Given information START

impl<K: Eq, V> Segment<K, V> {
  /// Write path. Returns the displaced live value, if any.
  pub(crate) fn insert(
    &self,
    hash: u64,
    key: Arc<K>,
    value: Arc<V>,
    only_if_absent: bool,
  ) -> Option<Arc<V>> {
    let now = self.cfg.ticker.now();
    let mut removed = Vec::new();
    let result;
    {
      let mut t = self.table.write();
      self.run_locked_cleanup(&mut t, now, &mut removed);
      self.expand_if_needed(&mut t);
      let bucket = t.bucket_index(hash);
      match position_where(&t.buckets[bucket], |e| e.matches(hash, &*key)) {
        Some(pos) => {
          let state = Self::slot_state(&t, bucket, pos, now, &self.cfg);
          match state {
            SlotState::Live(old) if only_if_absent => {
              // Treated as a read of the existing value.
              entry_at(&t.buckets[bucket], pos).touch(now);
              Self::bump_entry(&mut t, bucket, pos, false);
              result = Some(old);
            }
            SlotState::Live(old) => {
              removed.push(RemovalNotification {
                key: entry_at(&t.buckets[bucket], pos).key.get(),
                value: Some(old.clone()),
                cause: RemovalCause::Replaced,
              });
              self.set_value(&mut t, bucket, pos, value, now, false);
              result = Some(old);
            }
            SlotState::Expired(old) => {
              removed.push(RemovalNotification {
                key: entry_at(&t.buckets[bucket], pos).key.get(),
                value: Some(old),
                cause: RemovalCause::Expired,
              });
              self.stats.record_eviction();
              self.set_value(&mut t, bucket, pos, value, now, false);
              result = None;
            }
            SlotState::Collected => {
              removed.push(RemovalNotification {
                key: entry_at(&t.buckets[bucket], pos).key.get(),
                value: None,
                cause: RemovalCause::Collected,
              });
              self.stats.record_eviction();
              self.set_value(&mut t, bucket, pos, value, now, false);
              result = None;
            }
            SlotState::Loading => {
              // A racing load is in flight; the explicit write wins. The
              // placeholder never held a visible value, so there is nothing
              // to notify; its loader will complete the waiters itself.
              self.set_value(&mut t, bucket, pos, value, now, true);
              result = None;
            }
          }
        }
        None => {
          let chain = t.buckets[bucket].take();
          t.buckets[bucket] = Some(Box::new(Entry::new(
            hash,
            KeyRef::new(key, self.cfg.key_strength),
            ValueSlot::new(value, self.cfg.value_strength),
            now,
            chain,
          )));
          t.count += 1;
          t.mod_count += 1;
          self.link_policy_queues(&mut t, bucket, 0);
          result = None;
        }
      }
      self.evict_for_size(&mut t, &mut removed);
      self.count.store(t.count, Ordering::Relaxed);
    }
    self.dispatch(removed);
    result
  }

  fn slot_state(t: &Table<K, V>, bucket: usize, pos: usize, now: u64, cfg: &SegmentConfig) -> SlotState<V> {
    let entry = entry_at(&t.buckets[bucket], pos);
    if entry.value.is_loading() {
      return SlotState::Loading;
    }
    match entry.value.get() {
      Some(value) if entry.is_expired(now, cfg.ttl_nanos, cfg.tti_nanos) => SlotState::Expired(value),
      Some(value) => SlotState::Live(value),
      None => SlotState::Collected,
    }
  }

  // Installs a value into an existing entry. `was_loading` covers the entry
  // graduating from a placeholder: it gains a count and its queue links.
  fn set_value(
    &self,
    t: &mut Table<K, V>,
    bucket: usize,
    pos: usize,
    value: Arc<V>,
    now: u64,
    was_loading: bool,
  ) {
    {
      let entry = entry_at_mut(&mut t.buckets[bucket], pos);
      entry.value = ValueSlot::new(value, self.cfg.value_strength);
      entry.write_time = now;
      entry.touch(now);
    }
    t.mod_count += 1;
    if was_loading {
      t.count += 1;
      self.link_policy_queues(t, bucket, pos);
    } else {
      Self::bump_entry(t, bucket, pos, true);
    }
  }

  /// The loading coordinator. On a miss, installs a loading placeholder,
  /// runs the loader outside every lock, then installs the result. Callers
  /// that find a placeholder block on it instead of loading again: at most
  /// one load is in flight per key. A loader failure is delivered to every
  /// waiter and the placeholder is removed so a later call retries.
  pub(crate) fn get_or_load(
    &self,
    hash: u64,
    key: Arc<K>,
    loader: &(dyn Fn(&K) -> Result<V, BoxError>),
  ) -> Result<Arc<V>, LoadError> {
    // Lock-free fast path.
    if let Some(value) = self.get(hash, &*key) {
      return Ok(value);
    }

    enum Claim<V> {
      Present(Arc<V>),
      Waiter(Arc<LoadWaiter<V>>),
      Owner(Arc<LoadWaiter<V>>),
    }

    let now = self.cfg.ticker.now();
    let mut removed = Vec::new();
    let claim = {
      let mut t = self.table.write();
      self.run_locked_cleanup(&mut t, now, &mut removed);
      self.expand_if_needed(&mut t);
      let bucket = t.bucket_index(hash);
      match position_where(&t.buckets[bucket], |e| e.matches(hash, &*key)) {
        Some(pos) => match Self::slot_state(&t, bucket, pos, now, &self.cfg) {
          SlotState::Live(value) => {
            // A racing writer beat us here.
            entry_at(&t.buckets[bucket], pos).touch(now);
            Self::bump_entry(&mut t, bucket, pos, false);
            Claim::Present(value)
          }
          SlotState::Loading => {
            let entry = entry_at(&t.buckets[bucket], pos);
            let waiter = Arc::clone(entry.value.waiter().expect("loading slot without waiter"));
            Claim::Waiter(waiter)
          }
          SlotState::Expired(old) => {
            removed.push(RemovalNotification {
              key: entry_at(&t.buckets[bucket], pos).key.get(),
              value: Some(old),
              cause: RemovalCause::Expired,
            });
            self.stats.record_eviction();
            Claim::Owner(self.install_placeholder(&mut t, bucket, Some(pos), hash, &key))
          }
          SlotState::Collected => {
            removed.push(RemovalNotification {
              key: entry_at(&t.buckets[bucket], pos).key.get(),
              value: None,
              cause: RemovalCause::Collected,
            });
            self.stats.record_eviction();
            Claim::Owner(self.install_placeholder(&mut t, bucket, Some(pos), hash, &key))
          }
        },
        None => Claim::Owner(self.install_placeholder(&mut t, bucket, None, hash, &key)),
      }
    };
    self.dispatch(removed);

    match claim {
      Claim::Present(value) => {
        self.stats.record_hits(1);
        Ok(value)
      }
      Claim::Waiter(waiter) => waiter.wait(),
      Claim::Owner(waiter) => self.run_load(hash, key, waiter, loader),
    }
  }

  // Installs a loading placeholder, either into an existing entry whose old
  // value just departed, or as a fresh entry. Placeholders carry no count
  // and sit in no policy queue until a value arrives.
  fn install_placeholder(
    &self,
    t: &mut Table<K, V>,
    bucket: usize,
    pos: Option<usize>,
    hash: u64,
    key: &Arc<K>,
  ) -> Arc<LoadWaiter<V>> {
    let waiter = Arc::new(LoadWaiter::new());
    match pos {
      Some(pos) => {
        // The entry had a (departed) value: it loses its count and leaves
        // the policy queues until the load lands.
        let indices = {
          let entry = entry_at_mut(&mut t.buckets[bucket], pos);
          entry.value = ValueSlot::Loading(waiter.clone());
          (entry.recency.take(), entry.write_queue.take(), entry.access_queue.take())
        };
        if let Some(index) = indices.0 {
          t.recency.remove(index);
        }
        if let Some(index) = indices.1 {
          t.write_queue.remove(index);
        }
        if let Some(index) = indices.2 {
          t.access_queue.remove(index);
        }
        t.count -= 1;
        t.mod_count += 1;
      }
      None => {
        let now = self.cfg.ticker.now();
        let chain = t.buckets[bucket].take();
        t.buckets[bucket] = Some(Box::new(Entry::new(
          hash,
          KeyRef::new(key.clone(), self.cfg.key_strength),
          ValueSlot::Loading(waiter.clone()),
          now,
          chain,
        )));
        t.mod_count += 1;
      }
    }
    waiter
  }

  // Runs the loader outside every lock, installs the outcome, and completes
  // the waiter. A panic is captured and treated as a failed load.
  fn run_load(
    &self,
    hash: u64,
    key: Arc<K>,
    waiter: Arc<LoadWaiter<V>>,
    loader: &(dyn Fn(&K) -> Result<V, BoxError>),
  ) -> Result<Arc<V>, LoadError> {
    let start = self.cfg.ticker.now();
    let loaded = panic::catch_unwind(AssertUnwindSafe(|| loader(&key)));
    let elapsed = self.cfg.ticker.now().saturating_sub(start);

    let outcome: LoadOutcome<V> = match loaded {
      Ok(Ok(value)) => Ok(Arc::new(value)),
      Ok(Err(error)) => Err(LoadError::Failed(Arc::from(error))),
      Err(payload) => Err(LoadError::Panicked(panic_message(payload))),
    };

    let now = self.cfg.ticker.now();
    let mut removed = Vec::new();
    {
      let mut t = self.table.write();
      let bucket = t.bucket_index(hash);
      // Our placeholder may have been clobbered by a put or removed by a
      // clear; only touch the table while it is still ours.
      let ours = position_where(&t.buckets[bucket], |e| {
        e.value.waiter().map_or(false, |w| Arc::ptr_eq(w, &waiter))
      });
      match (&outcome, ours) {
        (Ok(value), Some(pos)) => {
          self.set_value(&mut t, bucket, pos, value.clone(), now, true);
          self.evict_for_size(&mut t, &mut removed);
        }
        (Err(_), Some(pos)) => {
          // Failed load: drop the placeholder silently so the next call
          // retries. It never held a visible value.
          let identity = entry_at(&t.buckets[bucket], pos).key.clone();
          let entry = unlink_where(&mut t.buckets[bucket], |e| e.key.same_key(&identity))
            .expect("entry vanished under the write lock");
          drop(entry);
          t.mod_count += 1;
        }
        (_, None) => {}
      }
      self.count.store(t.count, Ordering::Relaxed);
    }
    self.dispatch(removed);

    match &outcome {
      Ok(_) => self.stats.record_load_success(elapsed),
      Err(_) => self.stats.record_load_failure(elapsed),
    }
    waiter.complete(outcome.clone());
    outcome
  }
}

Given information END

About this task
Would you retype exactly the lines above, from the line with "entry.touch(now);" to the line with "delivered to every", with both end lines kept and nothing more?

Exercise solution
      entry.touch(now);
    }
    t.mod_count += 1;
    if was_loading {
      t.count += 1;
      self.link_policy_queues(t, bucket, pos);
    } else {
      Self::bump_entry(t, bucket, pos, true);
    }
  }

  /// The loading coordinator. On a miss, installs a loading placeholder,
  /// runs the loader outside every lock, then installs the result. Callers
  /// that find a placeholder block on it instead of loading again: at most
  /// one load is in flight per key. A loader failure is delivered to every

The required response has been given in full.